== Entries shown ==

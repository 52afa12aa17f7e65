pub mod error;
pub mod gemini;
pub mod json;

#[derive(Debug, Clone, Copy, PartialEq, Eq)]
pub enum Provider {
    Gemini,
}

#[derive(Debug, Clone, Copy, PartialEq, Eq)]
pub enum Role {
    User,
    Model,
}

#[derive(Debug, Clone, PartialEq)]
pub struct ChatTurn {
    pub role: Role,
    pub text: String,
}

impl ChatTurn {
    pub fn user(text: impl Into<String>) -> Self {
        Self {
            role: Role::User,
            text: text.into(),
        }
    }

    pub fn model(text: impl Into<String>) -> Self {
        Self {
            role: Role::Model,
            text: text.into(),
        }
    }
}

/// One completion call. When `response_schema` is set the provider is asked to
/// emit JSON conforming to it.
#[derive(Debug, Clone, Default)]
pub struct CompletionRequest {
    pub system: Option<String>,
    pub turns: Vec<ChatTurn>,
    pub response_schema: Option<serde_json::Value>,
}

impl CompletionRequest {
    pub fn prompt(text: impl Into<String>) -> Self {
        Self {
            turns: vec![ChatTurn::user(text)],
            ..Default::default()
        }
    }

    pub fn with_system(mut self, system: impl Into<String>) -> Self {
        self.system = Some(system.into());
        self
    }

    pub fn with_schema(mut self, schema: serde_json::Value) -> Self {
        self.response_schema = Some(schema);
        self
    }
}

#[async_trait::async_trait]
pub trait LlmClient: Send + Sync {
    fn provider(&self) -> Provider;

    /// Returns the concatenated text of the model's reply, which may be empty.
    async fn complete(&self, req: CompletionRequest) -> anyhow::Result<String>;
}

===
== Entries shown ==

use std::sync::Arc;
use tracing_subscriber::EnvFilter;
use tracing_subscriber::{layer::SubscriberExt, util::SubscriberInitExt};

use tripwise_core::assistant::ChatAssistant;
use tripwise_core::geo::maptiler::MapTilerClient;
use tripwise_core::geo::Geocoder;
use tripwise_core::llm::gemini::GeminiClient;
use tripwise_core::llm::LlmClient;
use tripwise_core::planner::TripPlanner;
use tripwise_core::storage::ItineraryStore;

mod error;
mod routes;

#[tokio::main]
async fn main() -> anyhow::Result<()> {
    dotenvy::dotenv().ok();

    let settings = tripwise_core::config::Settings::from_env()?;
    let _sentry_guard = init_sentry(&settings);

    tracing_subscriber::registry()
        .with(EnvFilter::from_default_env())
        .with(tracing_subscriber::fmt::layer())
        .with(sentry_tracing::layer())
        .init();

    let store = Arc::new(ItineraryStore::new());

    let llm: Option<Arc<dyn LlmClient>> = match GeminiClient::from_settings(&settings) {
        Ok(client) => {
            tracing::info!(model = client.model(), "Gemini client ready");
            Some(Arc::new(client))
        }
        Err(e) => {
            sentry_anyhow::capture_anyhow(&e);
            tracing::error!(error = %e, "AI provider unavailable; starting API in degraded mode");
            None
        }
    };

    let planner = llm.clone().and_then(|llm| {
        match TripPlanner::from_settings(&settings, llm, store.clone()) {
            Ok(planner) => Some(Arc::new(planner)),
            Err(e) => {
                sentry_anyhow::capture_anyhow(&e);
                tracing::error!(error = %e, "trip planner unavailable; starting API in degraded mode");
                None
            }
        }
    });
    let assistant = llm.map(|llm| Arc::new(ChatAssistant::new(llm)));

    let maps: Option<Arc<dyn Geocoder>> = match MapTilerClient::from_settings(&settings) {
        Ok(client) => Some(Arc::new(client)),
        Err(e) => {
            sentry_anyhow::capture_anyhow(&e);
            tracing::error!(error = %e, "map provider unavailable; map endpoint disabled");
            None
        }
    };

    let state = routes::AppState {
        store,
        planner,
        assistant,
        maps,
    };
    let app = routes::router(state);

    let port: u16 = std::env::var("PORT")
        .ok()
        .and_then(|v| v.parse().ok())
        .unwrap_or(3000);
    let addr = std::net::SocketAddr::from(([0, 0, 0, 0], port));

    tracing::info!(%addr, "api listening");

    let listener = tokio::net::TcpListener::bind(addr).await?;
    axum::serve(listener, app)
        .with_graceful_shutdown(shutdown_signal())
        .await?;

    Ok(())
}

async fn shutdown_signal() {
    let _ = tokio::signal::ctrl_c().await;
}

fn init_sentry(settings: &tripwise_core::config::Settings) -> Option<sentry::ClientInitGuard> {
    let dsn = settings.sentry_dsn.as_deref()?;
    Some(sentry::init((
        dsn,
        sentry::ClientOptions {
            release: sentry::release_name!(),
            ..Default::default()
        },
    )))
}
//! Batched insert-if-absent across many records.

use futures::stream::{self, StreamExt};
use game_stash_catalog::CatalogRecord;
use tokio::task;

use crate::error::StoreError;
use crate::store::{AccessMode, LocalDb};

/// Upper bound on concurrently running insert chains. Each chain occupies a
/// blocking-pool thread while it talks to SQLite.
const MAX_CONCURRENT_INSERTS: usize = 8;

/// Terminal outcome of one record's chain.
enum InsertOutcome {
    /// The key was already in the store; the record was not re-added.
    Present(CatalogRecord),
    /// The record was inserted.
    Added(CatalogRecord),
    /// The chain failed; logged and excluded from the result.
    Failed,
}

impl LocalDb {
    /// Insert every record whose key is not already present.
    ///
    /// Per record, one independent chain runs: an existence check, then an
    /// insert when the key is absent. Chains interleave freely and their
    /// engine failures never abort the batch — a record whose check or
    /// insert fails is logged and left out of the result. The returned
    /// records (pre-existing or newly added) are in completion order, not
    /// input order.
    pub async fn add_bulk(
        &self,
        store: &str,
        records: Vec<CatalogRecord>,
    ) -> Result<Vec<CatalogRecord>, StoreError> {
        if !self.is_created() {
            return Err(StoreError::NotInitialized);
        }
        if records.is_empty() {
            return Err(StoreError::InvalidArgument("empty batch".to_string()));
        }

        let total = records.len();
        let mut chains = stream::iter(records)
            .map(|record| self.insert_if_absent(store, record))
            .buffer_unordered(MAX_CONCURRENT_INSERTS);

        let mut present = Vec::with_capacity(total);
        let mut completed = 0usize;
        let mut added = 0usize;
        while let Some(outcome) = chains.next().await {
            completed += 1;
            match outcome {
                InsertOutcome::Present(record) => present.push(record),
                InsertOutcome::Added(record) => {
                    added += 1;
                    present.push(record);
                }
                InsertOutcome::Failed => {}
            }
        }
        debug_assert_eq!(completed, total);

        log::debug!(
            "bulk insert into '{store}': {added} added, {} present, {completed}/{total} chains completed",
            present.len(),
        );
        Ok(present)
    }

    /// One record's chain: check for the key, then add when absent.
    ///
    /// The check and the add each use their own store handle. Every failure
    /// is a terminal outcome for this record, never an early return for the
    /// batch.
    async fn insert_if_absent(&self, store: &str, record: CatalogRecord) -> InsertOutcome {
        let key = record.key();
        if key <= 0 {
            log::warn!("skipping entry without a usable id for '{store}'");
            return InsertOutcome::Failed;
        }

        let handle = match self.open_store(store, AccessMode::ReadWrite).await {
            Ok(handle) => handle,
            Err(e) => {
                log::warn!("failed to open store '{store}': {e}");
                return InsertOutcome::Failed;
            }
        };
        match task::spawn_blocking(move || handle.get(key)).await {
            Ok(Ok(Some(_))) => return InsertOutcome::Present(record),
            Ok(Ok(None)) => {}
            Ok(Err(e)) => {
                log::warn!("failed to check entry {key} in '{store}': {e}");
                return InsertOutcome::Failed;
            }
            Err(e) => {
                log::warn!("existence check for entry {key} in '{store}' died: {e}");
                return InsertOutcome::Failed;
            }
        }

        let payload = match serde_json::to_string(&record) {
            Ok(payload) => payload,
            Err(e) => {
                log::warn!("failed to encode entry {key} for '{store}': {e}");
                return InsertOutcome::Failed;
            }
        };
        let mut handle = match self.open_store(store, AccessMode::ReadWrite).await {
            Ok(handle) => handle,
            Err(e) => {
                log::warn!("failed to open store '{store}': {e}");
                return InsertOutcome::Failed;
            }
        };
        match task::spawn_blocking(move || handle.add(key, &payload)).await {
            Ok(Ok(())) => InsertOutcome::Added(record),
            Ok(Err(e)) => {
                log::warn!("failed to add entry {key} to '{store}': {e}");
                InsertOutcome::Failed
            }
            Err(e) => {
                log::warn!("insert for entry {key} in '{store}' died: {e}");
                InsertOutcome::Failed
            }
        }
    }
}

===

• [Work required]
Give again exactly, and only, the lines above starting at the one with "repository 52afa12aa17f7e65" and ending at the one with "is asked to".

• [Response for this exercise]
repository 52afa12aa17f7e65
pub mod error;
pub mod gemini;
pub mod json;

#[derive(Debug, Clone, Copy, PartialEq, Eq)]
pub enum Provider {
    Gemini,
}

#[derive(Debug, Clone, Copy, PartialEq, Eq)]
pub enum Role {
    User,
    Model,
}

#[derive(Debug, Clone, PartialEq)]
pub struct ChatTurn {
    pub role: Role,
    pub text: String,
}

impl ChatTurn {
    pub fn user(text: impl Into<String>) -> Self {
        Self {
            role: Role::User,
            text: text.into(),
        }
    }

    pub fn model(text: impl Into<String>) -> Self {
        Self {
            role: Role::Model,
            text: text.into(),
        }
    }
}

/// One completion call. When `response_schema` is set the provider is asked to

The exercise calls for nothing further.